*Exercise objective*. Treat the line containing "providers and dependents." as the first line of the answer and the last line of the data as its final line, reproducing every line between exactly.
· · · · ·
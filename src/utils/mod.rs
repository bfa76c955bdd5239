//! File system helpers shared by the persistent hive and the configuration layer.
//!
//! # Modules
//!
//! - [`fs`] - Atomic writes and cross-process file locks

pub mod fs;

pub use fs::{FileLock, atomic_write, ensure_dir};
//! Global constants used throughout the dutil codebase.
//!
//! Registry layout names, dependency attribute bits, the dictionary prime
//! table and lock timing parameters live here so the persisted layout is
//! defined in exactly one place.

use std::time::Duration;

/// Registry path (relative to the hive root) under which every provider key lives.
pub const DEPENDENCY_REGISTRY_ROOT: &str = r"Software\Classes\Installer\Dependencies";

/// Sub-key of a provider key holding one child key per registered dependent.
pub const DEPENDENTS_KEY: &str = "Dependents";

/// Value name of the provider id. The empty name is the key's default value.
pub const ID_VALUE: &str = "";

/// Value name holding the provider's four-part version string.
pub const VERSION_VALUE: &str = "Version";

/// Value name holding the provider's display name.
pub const DISPLAY_NAME_VALUE: &str = "DisplayName";

/// Value name holding the attribute bitmask for providers and dependents.
pub const ATTRIBUTES_VALUE: &str = "Attributes";

/// Value name of a dependent's minimum acceptable provider version.
pub const MIN_VERSION_VALUE: &str = "MinVersion";

/// Value name of a dependent's maximum acceptable provider version.
pub const MAX_VERSION_VALUE: &str = "MaxVersion";

/// Ascending table of prime bucket counts used by the string dictionary.
///
/// A dictionary always holds one of these as its bucket count and grows by
/// moving to the next entry.
pub const DICT_BUCKET_SIZES: &[u32] = &[
    503, 2017, 7937, 32779, 131111, 524341, 2097709, 8390857, 33563437, 134253719, 537014927,
    2148059509,
];

/// Multiplier applied to the expected item count when sizing a new dictionary,
/// and the occupancy divisor that triggers growth.
pub const DICT_LOAD_FACTOR: usize = 8;

/// Default timeout for acquiring the hive file lock.
pub fn default_lock_timeout() -> Duration {
    Duration::from_secs(30)
}

/// Maximum backoff delay while waiting for the hive lock (500ms).
pub const MAX_BACKOFF_DELAY_MS: u64 = 500;

/// Starting backoff delay while waiting for the hive lock (10ms).
pub const STARTING_BACKOFF_DELAY_MS: u64 = 10;

/// Environment variable overriding the configuration file location.
pub const CONFIG_ENV_VAR: &str = "DUTIL_CONFIG";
· · · · ·
*Solution to the problem*.
/// Value name holding the attribute bitmask for providers and dependents.
pub const ATTRIBUTES_VALUE: &str = "Attributes";

/// Value name of a dependent's minimum acceptable provider version.
pub const MIN_VERSION_VALUE: &str = "MinVersion";

/// Value name of a dependent's maximum acceptable provider version.
pub const MAX_VERSION_VALUE: &str = "MaxVersion";

/// Ascending table of prime bucket counts used by the string dictionary.
///
/// A dictionary always holds one of these as its bucket count and grows by
/// moving to the next entry.
pub const DICT_BUCKET_SIZES: &[u32] = &[
    503, 2017, 7937, 32779, 131111, 524341, 2097709, 8390857, 33563437, 134253719, 537014927,
    2148059509,
];

/// Multiplier applied to the expected item count when sizing a new dictionary,
/// and the occupancy divisor that triggers growth.
pub const DICT_LOAD_FACTOR: usize = 8;

/// Default timeout for acquiring the hive file lock.
pub fn default_lock_timeout() -> Duration {
    Duration::from_secs(30)
}

/// Maximum backoff delay while waiting for the hive lock (500ms).
pub const MAX_BACKOFF_DELAY_MS: u64 = 500;

/// Starting backoff delay while waiting for the hive lock (10ms).
pub const STARTING_BACKOFF_DELAY_MS: u64 = 10;

/// Environment variable overriding the configuration file location.
pub const CONFIG_ENV_VAR: &str = "DUTIL_CONFIG";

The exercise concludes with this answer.